Another treatment which targets the airway epithelium is aimed to restore the goblet cells and submucosal glands and is called bronchial rheoplasty pulsed electric field airway ablation. In this intervention, high frequency short duration energy is delivered to the airway epithelium and submucosal tissue layers, which induces cell death via apoptosis. A pulse electric field is specifically designed to target the end effectors of the goblet cells and submucosal glands. The epithelium regenerates as healthy tissue with fewer goblet cells, hopefully resulting in less mucus production. The Gala Airway Treatment System (RheOxTM™) was designed to ablate abnormal mucus glands of the epithelium, thereby reducing mucus production and improving symptoms and outcomes in chronic bronchitis patients. The high frequency energy is delivered through the bronchoscope. The FDA gave approval to conduct an early feasibility study in the US, to examine the safety of the RheOxTM™ system in subjects with chronic bronchitis. Preliminary results showed significant improvement in quality of life.

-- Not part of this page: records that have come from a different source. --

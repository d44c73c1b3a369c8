use crate::licensing::ports::{ProvidesLicense, ProvidesLicenseInformation, ProvidesTrial};
use crate::licensing::types::LicenseInformation;

/// Derives the current licensing state from the stored license and trial.
///
/// A stored license wins over everything else; without one the app is on
/// trial while a trial period remains, and out of trial otherwise.
#[derive(Debug, Clone)]
pub struct LicenseInformationProvider<L, T> {
    licenses: L,
    trial: T,
}

impl<L, T> LicenseInformationProvider<L, T> {
    pub fn new(licenses: L, trial: T) -> Self {
        Self { licenses, trial }
    }
}

impl<L, T> ProvidesLicenseInformation for LicenseInformationProvider<L, T>
where
    L: ProvidesLicense,
    T: ProvidesTrial,
{
    fn current_license_information(&self) -> LicenseInformation {
        if let Some(license) = self.licenses.current_license() {
            return LicenseInformation::Registered(license);
        }

        match self.trial.current_trial_period() {
            Some(period) => LicenseInformation::OnTrial(period),
            None => LicenseInformation::TrialUp,
        }
    }
}

#[cfg(test)]
mod tests {
    use super::*;
    use crate::licensing::ports::WritesLicense;
    use crate::licensing::storage::LicenseStore;
    use crate::licensing::trial::tests::FixedClock;
    use crate::licensing::trial::TrialProvider;
    use crate::licensing::types::License;
    use chrono::Duration;

    #[test]
    fn test_trial_up_without_license_or_trial() {
        let store = LicenseStore::in_memory();
        let trial = TrialProvider::in_memory(FixedClock::new());
        let provider = LicenseInformationProvider::new(&store, &trial);

        assert_eq!(provider.current_license_information(), LicenseInformation::TrialUp);
    }

    #[test]
    fn test_on_trial_while_trial_remains() {
        let clock = FixedClock::new();
        let store = LicenseStore::in_memory();
        let trial = TrialProvider::in_memory(clock.clone());
        let period = trial.start_trial(30).unwrap();
        let provider = LicenseInformationProvider::new(&store, &trial);

        assert_eq!(
            provider.current_license_information(),
            LicenseInformation::OnTrial(period)
        );

        clock.advance(Duration::days(31));
        assert_eq!(provider.current_license_information(), LicenseInformation::TrialUp);
    }

    #[test]
    fn test_license_wins_over_trial() {
        let store = LicenseStore::in_memory();
        let trial = TrialProvider::in_memory(FixedClock::new());
        trial.start_trial(30).unwrap();
        store.store("CODE", "Jane");

        let provider = LicenseInformationProvider::new(&store, &trial);
        assert_eq!(
            provider.current_license_information(),
            LicenseInformation::Registered(License::new("Jane", "CODE"))
        );
    }
}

The final subject Dr Klooster discussed was targeted lung denervation, which is intended for patients with COPD, so not with chronic bronchitis. It is a single bilateral procedure which takes approximately 1 hour and is performed under general anaesthesia. “We have to use fluoroscopy”, she added, “to look at the electrode. Furthermore, an oesophageal balloon is used for real-time localisation of the oesophagus to prevent gastric side-effects.” The first-in-human studies showed that targeted lung denervation is safe and feasible.